EXERCISE DESCRIPTION :: Whenever a line in the data below includes the string "digits", copy it out.

RECORDS FOR THIS TASK ::
--------------------------------

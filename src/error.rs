//! Error types for the wellness engine

use thiserror::Error;

/// Errors that can surface from the engine.
///
/// Degenerate inputs (empty windows, zero ranges, unparsable targets) are
/// not errors: the analyzers fall back to documented defaults or "no data"
/// results. What remains is storage failures and malformed parameters.
#[derive(Debug, Error)]
pub enum EngineError {
    #[error("storage error: {0}")]
    Store(#[from] rusqlite::Error),

    #[error("invalid JSON: {0}")]
    Json(#[from] serde_json::Error),

    #[error("invalid parameter: {0}")]
    InvalidParameter(String),
}
/// round(current / target * 100), clamped to 0-100
fn ratio_pct(current: f64, target: f64) -> u8 {
    if target <= 0.0 {
        return 0;
    }
    ((current / target) * 100.0).round().clamp(0.0, 100.0) as u8
}

/// First run of digits in `s`, as an integer
fn first_integer(s: &str) -> Option<i64> {
    let digits: String = s
        .chars()
        .skip_while(|c| !c.is_ascii_digit())
        .take_while(|c| c.is_ascii_digit())
        .collect();
    digits.parse().ok()
}

/// First number in `s`, allowing a decimal point
fn first_number(s: &str) -> Option<f64> {
    let number: String = s
        .chars()
        .skip_while(|c| !c.is_ascii_digit())
        .take_while(|c| c.is_ascii_digit() || *c == '.')
        .collect();
    number.parse().ok()
}

/// First `HH:MM` time of day in `s`
fn first_hhmm(s: &str) -> Option<(u32, u32)> {
    let bytes = s.as_bytes();
    for (i, &b) in bytes.iter().enumerate() {
        if b != b':' || i == 0 || i + 2 > bytes.len() - 1 {
            continue;
        }
        let hour_start = if i >= 2 && bytes[i - 2].is_ascii_digit() {
            i - 2
        } else {
            i - 1
        };
        if !bytes[i - 1].is_ascii_digit()
            || !bytes[i + 1].is_ascii_digit()
            || !bytes[i + 2].is_ascii_digit()
        {
            continue;
        }
        let hour: u32 = s[hour_start..i].parse().ok()?;
        let minute: u32 = s[i + 1..i + 3].parse().ok()?;
        if hour < 24 && minute < 60 {
            return Some((hour, minute));
        }
    }
    None
}
use anyhow::Result;
use nalgebra::{DMatrix, DVector};
use robocal_core::Real;
use serde::{Deserialize, Serialize};

/// Generic non-linear least squares problem with dense parameter/residual vectors.
///
/// Evaluation is fallible: a contract violation inside the residual model is
/// reported instead of being turned into a bogus residual.
pub trait NllsProblem {
    /// Number of parameters in the optimization vector.
    fn num_params(&self) -> usize;
    /// Number of residual rows in the problem.
    fn num_residuals(&self) -> usize;

    /// Residuals for the given parameters.
    fn residuals(&self, x: &DVector<Real>) -> Result<DVector<Real>>;
    /// Jacobian of [`Self::residuals`], `num_residuals x num_params`.
    fn jacobian(&self, x: &DVector<Real>) -> Result<DMatrix<Real>>;
}

#[derive(Debug, Clone, Copy, Serialize, Deserialize)]
#[serde(default)]
pub struct SolveOptions {
    /// Maximum number of solver iterations before termination.
    ///
    /// Backends may interpret this as a function-evaluation cap; the LM backend
    /// follows the MINPACK convention `max_iters * (n + 1)`.
    pub max_iters: usize,
    /// Relative tolerance on the objective (cost) reduction.
    pub ftol: Real,
    /// Orthogonality/gradient tolerance.
    pub gtol: Real,
    /// Relative tolerance on parameter updates.
    pub xtol: Real,
}

impl Default for SolveOptions {
    fn default() -> Self {
        Self {
            max_iters: 200,
            ftol: 1e-10,
            gtol: 1e-10,
            xtol: 1e-10,
        }
    }
}

#[derive(Debug, Clone)]
pub struct SolveReport {
    pub iterations: usize,
    pub final_cost: Real,
    pub converged: bool,
    /// Backend-specific description of why the solver stopped.
    pub termination: String,
}

pub trait NllsSolverBackend {
    fn solve<P: NllsProblem>(
        &self,
        problem: &P,
        x0: DVector<Real>,
        opts: &SolveOptions,
    ) -> Result<(DVector<Real>, SolveReport)>;
}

--------------------------------

SOLVED EXERCISE ::
/// First run of digits in `s`, as an integer
    let digits: String = s
    digits.parse().ok()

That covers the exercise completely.